== Segment start ==

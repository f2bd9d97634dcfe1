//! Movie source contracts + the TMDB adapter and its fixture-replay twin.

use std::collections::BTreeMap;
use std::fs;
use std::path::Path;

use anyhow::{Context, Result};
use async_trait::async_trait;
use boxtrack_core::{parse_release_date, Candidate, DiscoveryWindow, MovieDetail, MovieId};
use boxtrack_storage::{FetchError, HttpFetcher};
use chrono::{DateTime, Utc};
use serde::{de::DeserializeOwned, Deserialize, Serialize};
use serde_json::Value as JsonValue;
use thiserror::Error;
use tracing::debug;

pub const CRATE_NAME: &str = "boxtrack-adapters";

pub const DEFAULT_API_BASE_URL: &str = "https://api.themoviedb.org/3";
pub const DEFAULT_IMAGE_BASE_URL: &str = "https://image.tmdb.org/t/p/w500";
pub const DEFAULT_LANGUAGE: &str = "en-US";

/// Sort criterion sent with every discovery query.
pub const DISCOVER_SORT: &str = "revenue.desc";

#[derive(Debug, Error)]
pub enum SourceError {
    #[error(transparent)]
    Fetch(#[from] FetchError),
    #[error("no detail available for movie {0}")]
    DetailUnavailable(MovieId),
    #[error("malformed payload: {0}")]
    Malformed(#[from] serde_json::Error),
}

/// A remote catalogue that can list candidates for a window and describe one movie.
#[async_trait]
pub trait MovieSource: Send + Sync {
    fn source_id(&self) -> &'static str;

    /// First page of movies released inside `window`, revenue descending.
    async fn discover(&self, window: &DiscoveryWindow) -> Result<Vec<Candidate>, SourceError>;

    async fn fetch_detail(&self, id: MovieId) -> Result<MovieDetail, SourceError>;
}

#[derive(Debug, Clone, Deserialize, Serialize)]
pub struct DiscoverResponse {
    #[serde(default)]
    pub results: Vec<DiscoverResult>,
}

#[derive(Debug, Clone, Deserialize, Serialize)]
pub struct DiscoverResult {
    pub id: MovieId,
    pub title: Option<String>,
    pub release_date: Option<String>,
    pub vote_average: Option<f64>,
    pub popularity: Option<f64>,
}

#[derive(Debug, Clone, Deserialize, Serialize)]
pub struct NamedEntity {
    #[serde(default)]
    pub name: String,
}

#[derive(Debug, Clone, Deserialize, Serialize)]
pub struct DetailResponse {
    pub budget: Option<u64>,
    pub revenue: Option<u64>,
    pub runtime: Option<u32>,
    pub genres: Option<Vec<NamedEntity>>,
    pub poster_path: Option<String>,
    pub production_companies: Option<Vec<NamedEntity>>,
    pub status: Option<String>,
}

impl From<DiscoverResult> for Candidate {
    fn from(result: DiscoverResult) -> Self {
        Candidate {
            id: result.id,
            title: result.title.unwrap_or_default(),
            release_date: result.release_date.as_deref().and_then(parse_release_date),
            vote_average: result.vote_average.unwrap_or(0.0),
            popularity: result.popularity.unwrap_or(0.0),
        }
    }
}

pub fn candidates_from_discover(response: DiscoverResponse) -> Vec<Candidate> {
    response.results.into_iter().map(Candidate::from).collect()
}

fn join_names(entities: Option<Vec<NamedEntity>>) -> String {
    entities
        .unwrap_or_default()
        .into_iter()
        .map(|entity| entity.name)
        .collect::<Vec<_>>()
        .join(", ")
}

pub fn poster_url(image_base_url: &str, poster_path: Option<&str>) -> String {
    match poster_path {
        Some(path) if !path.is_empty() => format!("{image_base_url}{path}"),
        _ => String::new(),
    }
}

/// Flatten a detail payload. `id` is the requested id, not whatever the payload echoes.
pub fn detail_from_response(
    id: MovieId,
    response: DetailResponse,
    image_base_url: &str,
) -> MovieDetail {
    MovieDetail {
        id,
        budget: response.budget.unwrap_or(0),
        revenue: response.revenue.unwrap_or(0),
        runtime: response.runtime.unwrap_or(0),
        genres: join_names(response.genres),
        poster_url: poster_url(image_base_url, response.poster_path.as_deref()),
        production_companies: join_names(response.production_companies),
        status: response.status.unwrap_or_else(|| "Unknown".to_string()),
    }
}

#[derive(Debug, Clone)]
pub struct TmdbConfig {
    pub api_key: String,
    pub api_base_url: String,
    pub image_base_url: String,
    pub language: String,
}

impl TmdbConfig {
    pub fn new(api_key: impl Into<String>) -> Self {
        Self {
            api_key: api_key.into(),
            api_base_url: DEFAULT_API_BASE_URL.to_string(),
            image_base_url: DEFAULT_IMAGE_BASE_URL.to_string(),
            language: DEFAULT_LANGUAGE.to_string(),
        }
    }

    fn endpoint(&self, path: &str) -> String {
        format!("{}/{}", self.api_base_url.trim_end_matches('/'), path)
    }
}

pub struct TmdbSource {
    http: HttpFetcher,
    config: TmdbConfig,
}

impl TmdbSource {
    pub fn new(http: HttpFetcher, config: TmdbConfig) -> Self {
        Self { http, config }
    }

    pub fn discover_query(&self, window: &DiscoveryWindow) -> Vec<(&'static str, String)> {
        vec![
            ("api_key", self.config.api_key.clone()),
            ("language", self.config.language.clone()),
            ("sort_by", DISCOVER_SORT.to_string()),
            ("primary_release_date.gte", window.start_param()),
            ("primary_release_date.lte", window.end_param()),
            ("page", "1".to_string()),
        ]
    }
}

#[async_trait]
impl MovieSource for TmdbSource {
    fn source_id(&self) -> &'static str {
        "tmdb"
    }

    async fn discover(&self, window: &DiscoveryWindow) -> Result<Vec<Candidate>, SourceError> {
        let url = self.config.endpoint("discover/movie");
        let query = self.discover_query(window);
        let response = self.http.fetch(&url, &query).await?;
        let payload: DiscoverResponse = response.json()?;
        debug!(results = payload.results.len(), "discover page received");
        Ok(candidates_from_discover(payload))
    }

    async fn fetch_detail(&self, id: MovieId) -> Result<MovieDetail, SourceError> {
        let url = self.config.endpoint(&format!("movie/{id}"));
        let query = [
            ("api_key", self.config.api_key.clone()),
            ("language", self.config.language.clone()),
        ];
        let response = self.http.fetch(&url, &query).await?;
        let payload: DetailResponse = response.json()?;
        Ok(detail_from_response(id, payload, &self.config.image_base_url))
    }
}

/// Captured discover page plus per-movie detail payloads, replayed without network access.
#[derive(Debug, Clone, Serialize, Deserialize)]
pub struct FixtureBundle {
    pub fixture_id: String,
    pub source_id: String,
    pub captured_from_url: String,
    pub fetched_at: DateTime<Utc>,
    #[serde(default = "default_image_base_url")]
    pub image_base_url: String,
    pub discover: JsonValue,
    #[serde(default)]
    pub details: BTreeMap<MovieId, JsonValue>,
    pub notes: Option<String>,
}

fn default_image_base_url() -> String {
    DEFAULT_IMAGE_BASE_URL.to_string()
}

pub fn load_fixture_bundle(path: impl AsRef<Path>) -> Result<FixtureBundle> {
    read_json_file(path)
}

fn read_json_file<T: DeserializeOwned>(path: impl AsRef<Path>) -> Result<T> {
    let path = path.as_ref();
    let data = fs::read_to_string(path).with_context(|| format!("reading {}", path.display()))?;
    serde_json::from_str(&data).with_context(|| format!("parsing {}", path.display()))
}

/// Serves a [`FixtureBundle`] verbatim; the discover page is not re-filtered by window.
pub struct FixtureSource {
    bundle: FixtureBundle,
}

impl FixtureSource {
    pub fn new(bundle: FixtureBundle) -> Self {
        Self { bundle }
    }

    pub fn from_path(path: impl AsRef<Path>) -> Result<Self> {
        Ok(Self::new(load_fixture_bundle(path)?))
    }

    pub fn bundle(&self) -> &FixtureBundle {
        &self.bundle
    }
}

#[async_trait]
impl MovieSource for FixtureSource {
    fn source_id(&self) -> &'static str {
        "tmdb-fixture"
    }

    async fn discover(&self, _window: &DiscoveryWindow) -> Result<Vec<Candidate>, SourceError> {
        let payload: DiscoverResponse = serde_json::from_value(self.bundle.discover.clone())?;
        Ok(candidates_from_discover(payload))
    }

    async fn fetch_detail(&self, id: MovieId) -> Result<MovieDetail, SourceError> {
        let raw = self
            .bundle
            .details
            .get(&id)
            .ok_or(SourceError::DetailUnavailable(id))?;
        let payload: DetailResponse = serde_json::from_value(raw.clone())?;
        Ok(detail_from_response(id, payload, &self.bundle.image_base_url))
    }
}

== Segment end ==

Exercise description: The word "impl" occurs on certain lines of the material; count those lines and respond with the number only.

Task output: 10